Thursday, December 13, 2007

Wanting a Meal (Sudan)



This photo showing a starving Sudanese child being stalked by a vulture won South African photographer, Kevin Carter, the 1994 Pulitzer Prize for feature photography. Kevin committed suicide three months winning the award.

Kevin Carter was a member of the Bang-Bang Club, along with three other South African photographers, which photographed images of Apartheid brutality.
In 1984 started working for the Johannesburg
Star bent on exposing the brutality of Apartheid. That same year Carter's first Time cover appeared. Carter was the first to photograph a public execution by "necklacing" in South Africa in the mid-1980s.
He later spoke of the images; "I was appalled at what they were doing. I was appalled at what I was doing. But then people started talking about those pictures... then I felt that maybe my actions hadn't been at all bad. Being a witness to something this horrible wasn't necessarily such a bad thing to do."

In March 1993 Carter made a trip to southern Sudan with intentions of documenting the local rebel movement. However, upon arriving and witnessing the horror of the famine, Carter began to take photographs of starving victims. The sound of soft, high-pitched whimpering near the village of Ayod attracted Carter to a young emaciated
Sudanese toddler. The girl had stopped to rest while struggling to a feeding center, wherein a seemingly well-fed vulture had landed nearby. Carter snapped the haunting photograph and chased the vulture away. However, he also came under heavy criticism for just photographing — and not helping — the little girl.

The photograph was sold to The New York Times,
where it appeared for the first time on 26 Match 1993. Practically overnight hundreds of people contacted the newspaper to ask whether the child had survived, leading the newspaper to run a special editor's note saying the girl had enough strength to walk away from the vulture, but that her ultimate fate was unknown.

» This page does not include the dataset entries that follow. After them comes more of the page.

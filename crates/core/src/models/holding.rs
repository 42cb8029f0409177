use serde::{Deserialize, Serialize};

/// Raw quote record as delivered by a quote source.
#[derive(Debug, Clone, PartialEq, Serialize, Deserialize)]
pub struct Quote {
    /// Ticker symbol, uppercased (e.g., "AAPL")
    pub symbol: String,

    /// Latest unit price
    pub price: f64,

    /// Absolute change since prior close
    pub change: f64,

    /// Percent change as a decimal string without the trailing `%` (e.g., "1.24")
    pub change_percent: String,

    /// Trade volume
    pub volume: u64,

    /// ISO-8601 date or timestamp of the quoted data
    pub last_updated: String,
}

impl Quote {
    pub fn new(
        symbol: impl Into<String>,
        price: f64,
        change: f64,
        change_percent: impl Into<String>,
        volume: u64,
        last_updated: impl Into<String>,
    ) -> Self {
        Self {
            symbol: symbol.into().to_uppercase(),
            price,
            change,
            change_percent: change_percent.into(),
            volume,
            last_updated: last_updated.into(),
        }
    }
}

/// A position in one security.
///
/// At most one holding exists per `symbol` in the store.
#[derive(Debug, Clone, PartialEq, Serialize, Deserialize)]
pub struct Holding {
    pub symbol: String,
    pub price: f64,
    pub change: f64,
    pub change_percent: String,
    pub volume: u64,

    /// Quantity held. Unknown at fetch time until attached; values as 0 when missing.
    pub shares: Option<u32>,

    pub last_updated: String,
}

impl Holding {
    /// Attach a share count to a fetched quote.
    pub fn from_quote(quote: Quote, shares: Option<u32>) -> Self {
        Self {
            symbol: quote.symbol,
            price: quote.price,
            change: quote.change,
            change_percent: quote.change_percent,
            volume: quote.volume,
            shares,
            last_updated: quote.last_updated,
        }
    }

    /// Share count used for valuation.
    pub fn shares_or_zero(&self) -> u32 {
        self.shares.unwrap_or(0)
    }

    /// `price * shares`
    pub fn position_value(&self) -> f64 {
        self.price * f64::from(self.shares_or_zero())
    }

    /// `change * shares`
    pub fn position_change(&self) -> f64 {
        self.change * f64::from(self.shares_or_zero())
    }
}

He later confided to friends that he wished he had intervened and helped the child. Journalists at the time were supposedly warned never to touch famine victims for fear of disease.

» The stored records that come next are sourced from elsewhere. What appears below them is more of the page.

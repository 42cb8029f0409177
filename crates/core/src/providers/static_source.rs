use async_trait::async_trait;
use std::collections::HashMap;

use crate::errors::CoreError;
use crate::models::holding::Quote;
use crate::models::series::{latest_window, DailyBar, SeriesSize};
use crate::placeholder;
use super::traits::QuoteSource;

const PROVIDER: &str = "Static";

/// Serves quotes from memory. Used for offline operation and demos.
pub struct StaticQuoteSource {
    quotes: HashMap<String, Quote>,
    series: HashMap<String, Vec<DailyBar>>,
}

impl StaticQuoteSource {
    pub fn new(quotes: Vec<Quote>) -> Self {
        Self {
            quotes: quotes
                .into_iter()
                .map(|q| (q.symbol.to_uppercase(), q))
                .collect(),
            series: HashMap::new(),
        }
    }

    /// The built-in mock quotes.
    pub fn with_defaults() -> Self {
        Self::new(placeholder::placeholder_quotes())
    }

    /// Attach a daily series for a symbol.
    pub fn with_series(mut self, symbol: &str, bars: Vec<DailyBar>) -> Self {
        self.series.insert(symbol.to_uppercase(), bars);
        self
    }
}

impl Default for StaticQuoteSource {
    fn default() -> Self {
        Self::with_defaults()
    }
}

#[async_trait]
impl QuoteSource for StaticQuoteSource {
    fn name(&self) -> &str {
        PROVIDER
    }

    async fn get_quote(&self, symbol: &str) -> Result<Quote, CoreError> {
        self.quotes
            .get(&symbol.to_uppercase())
            .cloned()
            .ok_or_else(|| CoreError::Api {
                provider: PROVIDER.into(),
                message: format!("No quote data for {symbol}"),
            })
    }

    async fn get_daily_series(
        &self,
        symbol: &str,
        _size: SeriesSize,
    ) -> Result<Vec<DailyBar>, CoreError> {
        self.series
            .get(&symbol.to_uppercase())
            .cloned()
            .map(latest_window)
            .ok_or_else(|| CoreError::Api {
                provider: PROVIDER.into(),
                message: format!("No time series data for {symbol}"),
            })
    }
}
pub mod clock;
pub mod errors;
pub mod format;
pub mod metrics;
pub mod models;
pub mod placeholder;
pub mod providers;
pub mod services;
pub mod storage;

use std::sync::Arc;
use tokio_util::sync::CancellationToken;

use clock::{Clock, SystemClock};
use errors::CoreError;
use models::{
    analytics::{Benchmark, BenchmarkComparison, PortfolioSummary, Recommendation, RiskReport},
    goal::FinancialGoal,
    holding::Holding,
    series::SymbolDetail,
    settings::Settings,
    snapshot::{ChartPoint, PortfolioSnapshot},
    view::PortfolioView,
};
use providers::registry::QuoteSourceRegistry;
use services::{
    analytics_service::AnalyticsService,
    goal_service::{self, GoalService},
    quote_service::QuoteService,
    refresh_service::RefreshService,
};
use storage::store::PortfolioStore;

/// Main entry point for the Portfolio Tracker core library.
///
/// Owns the store and all services, and exposes the user-facing commands:
/// refresh-now, edit-shares, add-goal and update-goal-progress. Raw user
/// input is validated here; invalid input never reaches the store.
#[must_use]
pub struct PortfolioTracker {
    settings: Settings,
    store: Arc<PortfolioStore>,
    quote_service: Arc<QuoteService>,
    refresh_service: RefreshService,
    goal_service: GoalService,
    analytics_service: AnalyticsService,
    /// Parent of every cycle's cancellation token.
    shutdown: CancellationToken,
}

impl std::fmt::Debug for PortfolioTracker {
    fn fmt(&self, f: &mut std::fmt::Formatter<'_>) -> std::fmt::Result {
        f.debug_struct("PortfolioTracker")
            .field("store", &self.store)
            .field("quote_sources", &self.quote_service.source_names())
            .field("watch_list", &self.settings.watch_list.len())
            .field("shut_down", &self.shutdown.is_cancelled())
            .finish()
    }
}

impl PortfolioTracker {
    /// Build a tracker from settings: file-backed store at
    /// `settings.database_path`, quote sources per `settings.quote_sources`.
    pub fn from_settings(settings: Settings) -> Result<Self, CoreError> {
        settings.validate()?;
        let clock: Arc<dyn Clock> = Arc::new(SystemClock);
        let store = Arc::new(PortfolioStore::open(&settings.database_path, clock.clone()));
        let registry = QuoteSourceRegistry::from_settings(&settings);
        Ok(Self::with_parts(settings, store, registry, clock))
    }

    /// Build a tracker from explicit parts (custom sources, in-memory store, fixed clock).
    pub fn with_parts(
        settings: Settings,
        store: Arc<PortfolioStore>,
        registry: QuoteSourceRegistry,
        clock: Arc<dyn Clock>,
    ) -> Self {
        let quote_service = Arc::new(QuoteService::new(registry, settings.inter_request_delay()));
        let refresh_service =
            RefreshService::new(store.clone(), quote_service.clone(), &settings, clock);
        let goal_service = GoalService::new(store.clone());
        let analytics_service = AnalyticsService::new(settings.sectors.clone());

        Self {
            settings,
            store,
            quote_service,
            refresh_service,
            goal_service,
            analytics_service,
            shutdown: CancellationToken::new(),
        }
    }

    /// Open the database, create the schema, seed default goals.
    /// Optional: every operation initializes on first use.
    pub async fn initialize(&self) -> Result<(), CoreError> {
        self.store.initialize().await
    }

    #[must_use]
    pub fn settings(&self) -> &Settings {
        &self.settings
    }

    #[must_use]
    pub fn store(&self) -> &Arc<PortfolioStore> {
        &self.store
    }

    // ── Cancellation ────────────────────────────────────────────────

    /// A token for one cycle. Cancelling it stops only that cycle;
    /// `shutdown()` cancels every token handed out.
    #[must_use]
    pub fn cycle_token(&self) -> CancellationToken {
        self.shutdown.child_token()
    }

    /// Cancel all in-flight and future cycles started through this tracker.
    pub fn shutdown(&self) {
        self.shutdown.cancel();
    }

    // ── Refresh ─────────────────────────────────────────────────────

    /// Startup cycle: warm-up delay, then a full refresh.
    pub async fn startup(&self) -> Result<PortfolioView, CoreError> {
        self.startup_with(&self.cycle_token()).await
    }

    /// Startup cycle under a caller-owned token.
    pub async fn startup_with(&self, cancel: &CancellationToken) -> Result<PortfolioView, CoreError> {
        self.refresh_service.startup(cancel).await
    }

    /// Full refresh cycle (Load → Fetch → Reconcile).
    pub async fn refresh_now(&self) -> Result<PortfolioView, CoreError> {
        self.refresh_with(&self.cycle_token()).await
    }

    /// Full refresh cycle under a caller-owned token.
    pub async fn refresh_with(&self, cancel: &CancellationToken) -> Result<PortfolioView, CoreError> {
        self.refresh_service.refresh(cancel).await
    }

    /// Current view from the store only.
    pub async fn reload(&self) -> PortfolioView {
        self.refresh_service.reload().await
    }

    // ── Commands ────────────────────────────────────────────────────

    /// Set the shares held for `symbol` from raw input, then reload from the
    /// store. Does not contact the quote source.
    pub async fn edit_shares(&self, symbol: &str, raw_shares: &str) -> Result<PortfolioView, CoreError> {
        let symbol = symbol.trim().to_uppercase();
        if symbol.is_empty() {
            return Err(CoreError::ValidationError("Symbol must not be empty".into()));
        }
        let shares = goal_service::parse_shares(raw_shares)?;
        self.refresh_service.edit_shares(&symbol, shares).await
    }

    /// Create a savings goal from raw form input. Returns the new goal id.
    pub async fn add_goal(&self, name: &str, raw_target: &str, deadline: &str) -> Result<i64, CoreError> {
        self.goal_service.add_goal(name, raw_target, deadline).await
    }

    /// Set a goal's progress amount from raw input. Returns rows updated (0 or 1).
    pub async fn update_goal_progress(&self, id: i64, raw_amount: &str) -> Result<usize, CoreError> {
        self.goal_service.update_progress(id, raw_amount).await
    }

    // ── Queries ─────────────────────────────────────────────────────

    pub async fn holdings(&self) -> Vec<Holding> {
        self.store.list_holdings().await
    }

    pub async fn goals(&self) -> Vec<FinancialGoal> {
        self.goal_service.list().await
    }

    /// Stored snapshots for the configured window, oldest first.
    pub async fn history(&self) -> Vec<PortfolioSnapshot> {
        self.store.list_snapshots(self.settings.history_days).await
    }

    pub async fn summary(&self) -> PortfolioSummary {
        self.store.compute_summary().await
    }

    pub async fn risk_report(&self) -> RiskReport {
        let holdings = self.store.list_holdings().await;
        self.analytics_service.risk_report(&holdings)
    }

    pub async fn recommendations(&self) -> Vec<Recommendation> {
        let holdings = self.store.list_holdings().await;
        self.analytics_service.recommendations(&holdings)
    }

    #[must_use]
    pub fn benchmarks(&self) -> Vec<Benchmark> {
        AnalyticsService::benchmarks()
    }

    /// Compare the portfolio's metrics against a benchmark by name
    /// (case-insensitive, e.g. "NASDAQ").
    pub fn compare_to_benchmark(&self, name: &str) -> Result<BenchmarkComparison, CoreError> {
        let benchmark = AnalyticsService::find_benchmark(name).ok_or_else(|| {
            CoreError::ValidationError(format!("Unknown benchmark '{name}'"))
        })?;
        Ok(AnalyticsService::compare_to_benchmark(
            &AnalyticsService::default_user_metrics(),
            &benchmark,
        ))
    }

    /// Quote and recent daily closes for one symbol.
    pub async fn symbol_detail(&self, symbol: &str) -> Result<SymbolDetail, CoreError> {
        self.refresh_service.symbol_detail(&symbol.trim().to_uppercase()).await
    }

    /// Portfolio value per trading day rebuilt from upstream daily series.
    pub async fn portfolio_history(&self) -> Result<Vec<ChartPoint>, CoreError> {
        self.refresh_service.portfolio_history(&self.cycle_token()).await
    }
}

Criticism surrounding his Pulitzer Prize winning photograph and the death of a close friend, Ken Oosterbroek ( a Bang-Bang Club member), who was accidentally shot and killed while covering township violence, may have contributed to Carter's suicide

4 comments:

Anonymous said...

it has never been said that carter chassed the bird away. he simply took the picture and then left.

!conic said...

We cant always know exactly what happened in a situation, we can only use information available to us:
http://en.wikipedia.org/wiki/Kevin_Carter
http://www.flatrock.org.nz/topics/odds_and_oddities/ultimate_in_unfair.htm

Anonymous said...

It is more cruel to recognize/give the prize for such photo than taking it/documenting the moment.

Anonymous said...

This child did survive. Incredibly powerful photo.